La Cina impone la fine della guerra dei prezzi che dal 2023 destabilizza il mercato automobilistico più grande del mondo: secondo Bloomberg, infatti, Pechino è intervenuta fissando il divieto di vendite a costi inferiori a quelli di produzione. Promozioni così aggressive da ridurre al lumicino i profitti. L’obiettivo è evitare il fallimento di massa dei piccoli produttori, che non dispongono delle economie di scala necessarie per reggere la corsa sfrenata verso i prezzi stracciati.
Stop alla spirale negativa
Se infatti giganti come BYD e Geely reggono una simile battaglia sul lungo periodo, esiste il rischio che le Case minori, per risparmiare, compromettano gli investimenti in ricerca, sviluppo e sicurezza delle vetture elettriche e ibride plug‑in. Una pressione finanziaria con effetti a catena, come le continue richieste di sconti ai fornitori.
La definizione di costo di produzione
Il costo di produzione sotto il quale le Case cinesi non possono scendere è dato dalle spese di fabbricazione di un modello, più quelle amministrative, finanziarie e commerciali.
La stretta riguarda anche i periodi di prova gratuiti dei servizi software: proibito trasformare in abbonamenti a pagamento le funzionalità non indicate al momento dell’acquisto.
Cambiano le priorità
Una sorta di fase due della superpotenza asiatica, che passa dal target della crescita volumetrica a quello della stabilità strutturale negli anni, con tutti i costruttori impegnati a produrre veicoli di qualità.
Azione strategica parallela: salari migliori
In parallelo, Pechino vuole stimolare una domanda interna di auto più forte alzando i redditi disponibili: incentivi per i lavoratori migranti a stabilirsi nelle città con salari superiori, miglioramento di sanità e pensioni.

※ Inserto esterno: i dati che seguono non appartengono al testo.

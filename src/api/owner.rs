// SPDX-License-Identifier: AGPL-3.0-or-later
//
// Copyright (C) 2026 Relational Network

use axum::{extract::State, http::StatusCode, Json};
use serde::Deserialize;
use utoipa::ToSchema;
use uuid::Uuid;

use crate::{
    auth::{Auth, CsrfGuard},
    chain::{
        is_payment_address, is_stake_address, resolve_first_payment_address,
        resolve_stake_address,
    },
    error::ApiError,
    roles::principal::is_valid_txhash,
    roles::{CallerIdentity, Principal, PrincipalParts, PrincipalType, RoleEngine},
    state::AppState,
    storage::RoleRecord,
};

#[derive(Debug, Clone, Deserialize, ToSchema)]
pub struct TransferOwnerRequest {
    pub project_id: Uuid,
    pub new_owner_address: String,
    #[serde(default)]
    pub nft_identifiers: Vec<String>,
}

#[derive(Debug, Clone, Deserialize, ToSchema)]
pub struct OwnerNftRequest {
    pub project_id: Uuid,
    /// Registers the asset itself as an owner principal.
    #[serde(default)]
    pub unit: Option<String>,
    /// Registers a provisional wallet principal to be upgraded to the
    /// minted asset's fingerprint by reconciliation.
    #[serde(default)]
    pub txhash: Option<String>,
    #[serde(default)]
    pub nft_identifiers: Vec<String>,
}

/// Add another owner to a project.
///
/// Transfers are append-only: the previous owner keeps matching through
/// `owner_address`, the new owner through the inserted record.
#[utoipa::path(
    post,
    path = "/owner",
    request_body = TransferOwnerRequest,
    tag = "Roles",
    responses(
        (status = 201, body = RoleRecord),
        (status = 400, description = "New owner address is malformed"),
        (status = 403, description = "Caller does not own the project"),
        (status = 404, description = "Project not found"),
        (status = 502, description = "Stake-form new owner could not be resolved")
    )
)]
pub async fn transfer_owner(
    State(state): State<AppState>,
    Auth(wallet): Auth,
    _csrf: CsrfGuard,
    Json(request): Json<TransferOwnerRequest>,
) -> Result<(StatusCode, Json<RoleRecord>), ApiError> {
    let engine = RoleEngine::new(&state.db);
    let project = engine.project(request.project_id)?;

    let mut caller = CallerIdentity::resolve(
        &state.indexer,
        &wallet.address,
        request.nft_identifiers.clone(),
    )
    .await;
    // A stake-key session gets one more chance to match owner records
    // that only carry a payment address.
    if is_stake_address(&wallet.address) {
        caller.extra_payment_address =
            resolve_first_payment_address(&state.indexer, &wallet.address).await;
    }
    engine.require_owner(&project, &caller)?;

    let new_owner = request.new_owner_address.trim();
    let principal = if is_stake_address(new_owner) {
        // Grants key on the payment address, so a stake-only owner row
        // must not be written when the indexer cannot name one.
        let payment = resolve_first_payment_address(&state.indexer, new_owner)
            .await
            .ok_or_else(|| {
                ApiError::bad_gateway("Could not resolve a payment address for the new owner")
            })?;
        Principal::Wallet {
            payment_address: Some(payment),
            stake_address: Some(new_owner.to_string()),
        }
    } else if is_payment_address(new_owner) {
        let stake = resolve_stake_address(&state.indexer, new_owner).await;
        Principal::Wallet {
            payment_address: Some(new_owner.to_string()),
            stake_address: stake,
        }
    } else {
        return Err(ApiError::bad_request("new_owner_address is not a valid address"));
    };

    let record = engine.add_owner(&project, &principal, None, &wallet.address)?;
    tracing::info!(
        project_id = %project.id,
        principal = %record.principal_key(),
        "Ownership transferred"
    );
    Ok((StatusCode::CREATED, Json(record)))
}

/// Register an NFT as an additional owner principal.
///
/// Exactly one of `unit` or `txhash` selects the mode: a known asset is
/// recorded directly, a mint still in flight is recorded provisionally
/// under the caller's wallet until reconciliation upgrades it.
#[utoipa::path(
    post,
    path = "/owner-nft",
    request_body = OwnerNftRequest,
    tag = "Roles",
    responses(
        (status = 201, body = RoleRecord),
        (status = 400, description = "Neither or both of unit/txhash, or malformed values"),
        (status = 403, description = "Caller does not own the project"),
        (status = 404, description = "Project not found")
    )
)]
pub async fn register_owner_nft(
    State(state): State<AppState>,
    Auth(wallet): Auth,
    _csrf: CsrfGuard,
    Json(request): Json<OwnerNftRequest>,
) -> Result<(StatusCode, Json<RoleRecord>), ApiError> {
    let engine = RoleEngine::new(&state.db);
    let project = engine.project(request.project_id)?;

    let caller = CallerIdentity::resolve(
        &state.indexer,
        &wallet.address,
        request.nft_identifiers.clone(),
    )
    .await;
    engine.require_owner(&project, &caller)?;

    let (principal, txhash) = match (request.unit, request.txhash) {
        (Some(unit), None) => {
            let principal = Principal::parse(
                PrincipalType::NftUnit,
                PrincipalParts {
                    unit: Some(unit),
                    ..Default::default()
                },
            )?;
            (principal, None)
        }
        (None, Some(txhash)) => {
            if !is_valid_txhash(&txhash) {
                return Err(ApiError::bad_request("txhash must be 64 hex characters"));
            }
            let principal = if is_stake_address(&wallet.address) {
                Principal::Wallet {
                    payment_address: None,
                    stake_address: Some(wallet.address.clone()),
                }
            } else {
                Principal::Wallet {
                    payment_address: Some(wallet.address.clone()),
                    stake_address: caller.stake_address.clone(),
                }
            };
            (principal, Some(txhash))
        }
        _ => {
            return Err(ApiError::bad_request("Provide exactly one of unit or txhash"));
        }
    };

    let record = engine.add_owner(&project, &principal, txhash, &wallet.address)?;
    tracing::info!(
        project_id = %project.id,
        principal = %record.principal_key(),
        provisional = record.txhash.is_some(),
        "Owner NFT registered"
    );
    Ok((StatusCode::CREATED, Json(record)))
}

#[cfg(test)]
mod tests {
    use super::*;
    use crate::auth::{AuthenticatedWallet, SessionKeys};
    use crate::chain::IndexerClient;
    use crate::storage::{AuthDatabase, StoredProject};
    use tempfile::TempDir;

    const OWNER: &str = "addr_test1qlocalowner";
    const POLICY: &str = "d5e6bf0500378d4f0da4e8dde6becec7621cd8cbf5cbb9b87013d4cc";

    fn test_state() -> (AppState, TempDir) {
        let dir = tempfile::tempdir().unwrap();
        let db = AuthDatabase::open(&dir.path().join("test.redb")).unwrap();
        let indexer = IndexerClient::new("http://127.0.0.1:9", None).unwrap();
        let state = AppState::new(db, indexer, SessionKeys::new(b"test-secret"));
        (state, dir)
    }

    fn seeded_project(state: &AppState) -> Uuid {
        let id = Uuid::new_v4();
        state
            .db
            .insert_project(&StoredProject::new(id, OWNER))
            .unwrap();
        id
    }

    fn as_wallet(address: &str) -> Auth {
        Auth(AuthenticatedWallet {
            address: address.to_string(),
        })
    }

    #[tokio::test]
    async fn transfer_records_the_new_owner() {
        let (state, _dir) = test_state();
        let project_id = seeded_project(&state);

        let (status, Json(record)) = transfer_owner(
            State(state.clone()),
            as_wallet(OWNER),
            CsrfGuard,
            Json(TransferOwnerRequest {
                project_id,
                new_owner_address: "addr_test1qnewowner".to_string(),
                nft_identifiers: Vec::new(),
            }),
        )
        .await
        .unwrap();
        assert_eq!(status, StatusCode::CREATED);
        assert_eq!(record.wallet_payment_address.as_deref(), Some("addr_test1qnewowner"));
        assert!(record.txhash.is_none());

        // Both the original and the new owner now pass the ownership gate
        let engine = RoleEngine::new(&state.db);
        let project = engine.project(project_id).unwrap();
        assert!(engine
            .is_owner(&project, &CallerIdentity::new(OWNER))
            .unwrap());
        assert!(engine
            .is_owner(&project, &CallerIdentity::new("addr_test1qnewowner"))
            .unwrap());
    }

    #[tokio::test]
    async fn non_owner_cannot_transfer() {
        let (state, _dir) = test_state();
        let project_id = seeded_project(&state);

        let err = transfer_owner(
            State(state),
            as_wallet("addr_test1qstranger"),
            CsrfGuard,
            Json(TransferOwnerRequest {
                project_id,
                new_owner_address: "addr_test1qnewowner".to_string(),
                nft_identifiers: Vec::new(),
            }),
        )
        .await
        .unwrap_err();
        assert_eq!(err.status, StatusCode::FORBIDDEN);
    }

    #[tokio::test]
    async fn stake_form_new_owner_needs_the_indexer() {
        // The test indexer is unreachable, so the required payment-address
        // resolution for a stake-form new owner fails upstream.
        let (state, _dir) = test_state();
        let project_id = seeded_project(&state);

        let err = transfer_owner(
            State(state),
            as_wallet(OWNER),
            CsrfGuard,
            Json(TransferOwnerRequest {
                project_id,
                new_owner_address: "stake_test1newownerstake".to_string(),
                nft_identifiers: Vec::new(),
            }),
        )
        .await
        .unwrap_err();
        assert_eq!(err.status, StatusCode::BAD_GATEWAY);
    }

    #[tokio::test]
    async fn malformed_new_owner_is_rejected() {
        let (state, _dir) = test_state();
        let project_id = seeded_project(&state);

        let err = transfer_owner(
            State(state),
            as_wallet(OWNER),
            CsrfGuard,
            Json(TransferOwnerRequest {
                project_id,
                new_owner_address: "not-an-address".to_string(),
                nft_identifiers: Vec::new(),
            }),
        )
        .await
        .unwrap_err();
        assert_eq!(err.status, StatusCode::BAD_REQUEST);
    }

    #[tokio::test]
    async fn transfer_on_unknown_project_is_not_found() {
        let (state, _dir) = test_state();
        let err = transfer_owner(
            State(state),
            as_wallet(OWNER),
            CsrfGuard,
            Json(TransferOwnerRequest {
                project_id: Uuid::new_v4(),
                new_owner_address: "addr_test1qnewowner".to_string(),
                nft_identifiers: Vec::new(),
            }),
        )
        .await
        .unwrap_err();
        assert_eq!(err.status, StatusCode::NOT_FOUND);
    }

    #[tokio::test]
    async fn unit_registration_creates_an_nft_owner() {
        let (state, _dir) = test_state();
        let project_id = seeded_project(&state);
        let unit = format!("{POLICY}537061636542756433303735");

        let (status, Json(record)) = register_owner_nft(
            State(state.clone()),
            as_wallet(OWNER),
            CsrfGuard,
            Json(OwnerNftRequest {
                project_id,
                unit: Some(unit.clone()),
                txhash: None,
                nft_identifiers: Vec::new(),
            }),
        )
        .await
        .unwrap();
        assert_eq!(status, StatusCode::CREATED);
        assert_eq!(record.principal_type, PrincipalType::NftUnit);
        assert_eq!(record.unit.as_deref(), Some(unit.as_str()));

        // Any wallet presenting the unit now passes the ownership gate
        let engine = RoleEngine::new(&state.db);
        let project = engine.project(project_id).unwrap();
        let mut holder = CallerIdentity::new("addr_test1qsomeoneelse");
        holder.nft_identifiers = vec![unit];
        assert!(engine.is_owner(&project, &holder).unwrap());
    }

    #[tokio::test]
    async fn txhash_registration_is_provisional() {
        let (state, _dir) = test_state();
        let project_id = seeded_project(&state);
        let txhash = "ab".repeat(32);

        let (status, Json(record)) = register_owner_nft(
            State(state.clone()),
            as_wallet(OWNER),
            CsrfGuard,
            Json(OwnerNftRequest {
                project_id,
                unit: None,
                txhash: Some(txhash.clone()),
                nft_identifiers: Vec::new(),
            }),
        )
        .await
        .unwrap();
        assert_eq!(status, StatusCode::CREATED);
        assert_eq!(record.principal_type, PrincipalType::Wallet);
        assert_eq!(record.wallet_payment_address.as_deref(), Some(OWNER));
        assert_eq!(record.txhash.as_deref(), Some(txhash.as_str()));
        assert!(record.fingerprint.is_none());
    }

    #[tokio::test]
    async fn exactly_one_of_unit_or_txhash() {
        let (state, _dir) = test_state();
        let project_id = seeded_project(&state);

        let neither = register_owner_nft(
            State(state.clone()),
            as_wallet(OWNER),
            CsrfGuard,
            Json(OwnerNftRequest {
                project_id,
                unit: None,
                txhash: None,
                nft_identifiers: Vec::new(),
            }),
        )
        .await
        .unwrap_err();
        assert_eq!(neither.status, StatusCode::BAD_REQUEST);

        let both = register_owner_nft(
            State(state),
            as_wallet(OWNER),
            CsrfGuard,
            Json(OwnerNftRequest {
                project_id,
                unit: Some(POLICY.to_string()),
                txhash: Some("ab".repeat(32)),
                nft_identifiers: Vec::new(),
            }),
        )
        .await
        .unwrap_err();
        assert_eq!(both.status, StatusCode::BAD_REQUEST);
    }

    #[tokio::test]
    async fn malformed_txhash_is_rejected() {
        let (state, _dir) = test_state();
        let project_id = seeded_project(&state);

        let err = register_owner_nft(
            State(state),
            as_wallet(OWNER),
            CsrfGuard,
            Json(OwnerNftRequest {
                project_id,
                unit: None,
                txhash: Some("deadbeef".to_string()),
                nft_identifiers: Vec::new(),
            }),
        )
        .await
        .unwrap_err();
        assert_eq!(err.status, StatusCode::BAD_REQUEST);
    }
}
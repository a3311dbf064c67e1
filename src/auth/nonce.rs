// SPDX-License-Identifier: AGPL-3.0-or-later
//
// Copyright (C) 2026 Relational Network

//! Login challenge generation.
//!
//! A challenge is a human-readable prefix followed by 32 hex characters
//! of CSPRNG output. Wallets display the whole string before signing, so
//! the prefix tells the holder what they are approving.

use chrono::{DateTime, Duration, Utc};
use ring::rand::{SecureRandom, SystemRandom};

use crate::error::ApiError;

/// Leading text of every login challenge.
pub const NONCE_PREFIX: &str = "Sign in to Cardano Dashboard: ";

/// Challenge lifetime. Expired challenges are rejected at verification,
/// never swept.
pub const NONCE_TTL_SECS: i64 = 5 * 60;

/// Random hex of `byte_len` bytes (twice as many output characters).
pub(crate) fn random_hex(byte_len: usize) -> Result<String, ApiError> {
    let mut bytes = vec![0u8; byte_len];
    SystemRandom::new()
        .fill(&mut bytes)
        .map_err(|_| ApiError::internal("Failed to generate random token"))?;
    Ok(hex::encode(bytes))
}

/// Build a fresh challenge string.
pub fn generate_nonce() -> Result<String, ApiError> {
    Ok(format!("{NONCE_PREFIX}{}", random_hex(16)?))
}

/// Expiry instant for a challenge issued at `now`.
pub fn nonce_expiry(now: DateTime<Utc>) -> DateTime<Utc> {
    now + Duration::seconds(NONCE_TTL_SECS)
}

#[cfg(test)]
mod tests {
    use super::*;

    #[test]
    fn nonce_has_prefix_and_hex_tail() {
        let nonce = generate_nonce().unwrap();
        let tail = nonce.strip_prefix(NONCE_PREFIX).unwrap();
        assert_eq!(tail.len(), 32);
        assert!(tail.chars().all(|c| c.is_ascii_hexdigit()));
    }

    #[test]
    fn consecutive_nonces_differ() {
        let a = generate_nonce().unwrap();
        let b = generate_nonce().unwrap();
        assert_ne!(a, b);
    }

    #[test]
    fn expiry_is_five_minutes_out() {
        let now = Utc::now();
        assert_eq!(nonce_expiry(now), now + Duration::seconds(300));
    }
}
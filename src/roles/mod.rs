// SPDX-License-Identifier: AGPL-3.0-or-later
//
// Copyright (C) 2026 Relational Network

//! Project roles and the resolution engine behind role mutations.

use serde::{Deserialize, Serialize};
use utoipa::ToSchema;

pub mod engine;
pub mod principal;
pub mod reconcile;

pub use engine::{CallerIdentity, RoleEngine};
pub use principal::{Principal, PrincipalParts, PrincipalType};

/// Role granted on a project.
///
/// Roles are stored as distinct flat grants. The `owner > admin > editor`
/// ordering is a UI convention; authorization checks test membership in a
/// single role, never a computed "highest role".
#[derive(Debug, Clone, Copy, PartialEq, Eq, Hash, Serialize, Deserialize, ToSchema)]
#[serde(rename_all = "lowercase")]
pub enum Role {
    /// May grant/revoke roles and transfer ownership.
    Owner,
    /// May manage project content and settings.
    Admin,
    /// May edit project content.
    Editor,
}

impl Role {
    /// Parse a role from its wire form (case-insensitive).
    pub fn from_str(s: &str) -> Option<Role> {
        match s.to_lowercase().as_str() {
            "owner" => Some(Role::Owner),
            "admin" => Some(Role::Admin),
            "editor" => Some(Role::Editor),
            _ => None,
        }
    }
}

impl std::fmt::Display for Role {
    fn fmt(&self, f: &mut std::fmt::Formatter<'_>) -> std::fmt::Result {
        match self {
            Role::Owner => write!(f, "owner"),
            Role::Admin => write!(f, "admin"),
            Role::Editor => write!(f, "editor"),
        }
    }
}

#[cfg(test)]
mod tests {
    use super::*;

    #[test]
    fn from_str_parses_correctly() {
        assert_eq!(Role::from_str("owner"), Some(Role::Owner));
        assert_eq!(Role::from_str("ADMIN"), Some(Role::Admin));
        assert_eq!(Role::from_str("Editor"), Some(Role::Editor));
        assert_eq!(Role::from_str("viewer"), None);
    }

    #[test]
    fn display_matches_wire_form() {
        assert_eq!(Role::Owner.to_string(), "owner");
        assert_eq!(
            serde_json::to_string(&Role::Editor).unwrap(),
            r#""editor""#
        );
    }
}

Lo Stato punta a ridurre il risparmio precauzionale dei cittadini meno abbienti, spingendoli a impiegare quelle risorse per comprare vetture nuove.
L’intento è anche quello di rendere le Case il meno dipendenti possibile dalle vendite all’estero. I funzionari governativi mirano quindi a trasformare il mercato interno come motore principale della crescita, riducendo la vulnerabilità rispetto a dazi di altri Paesi e crisi globali. Un antidoto al crescente protezionismo anti Cina di Stati Uniti e Unione Europea.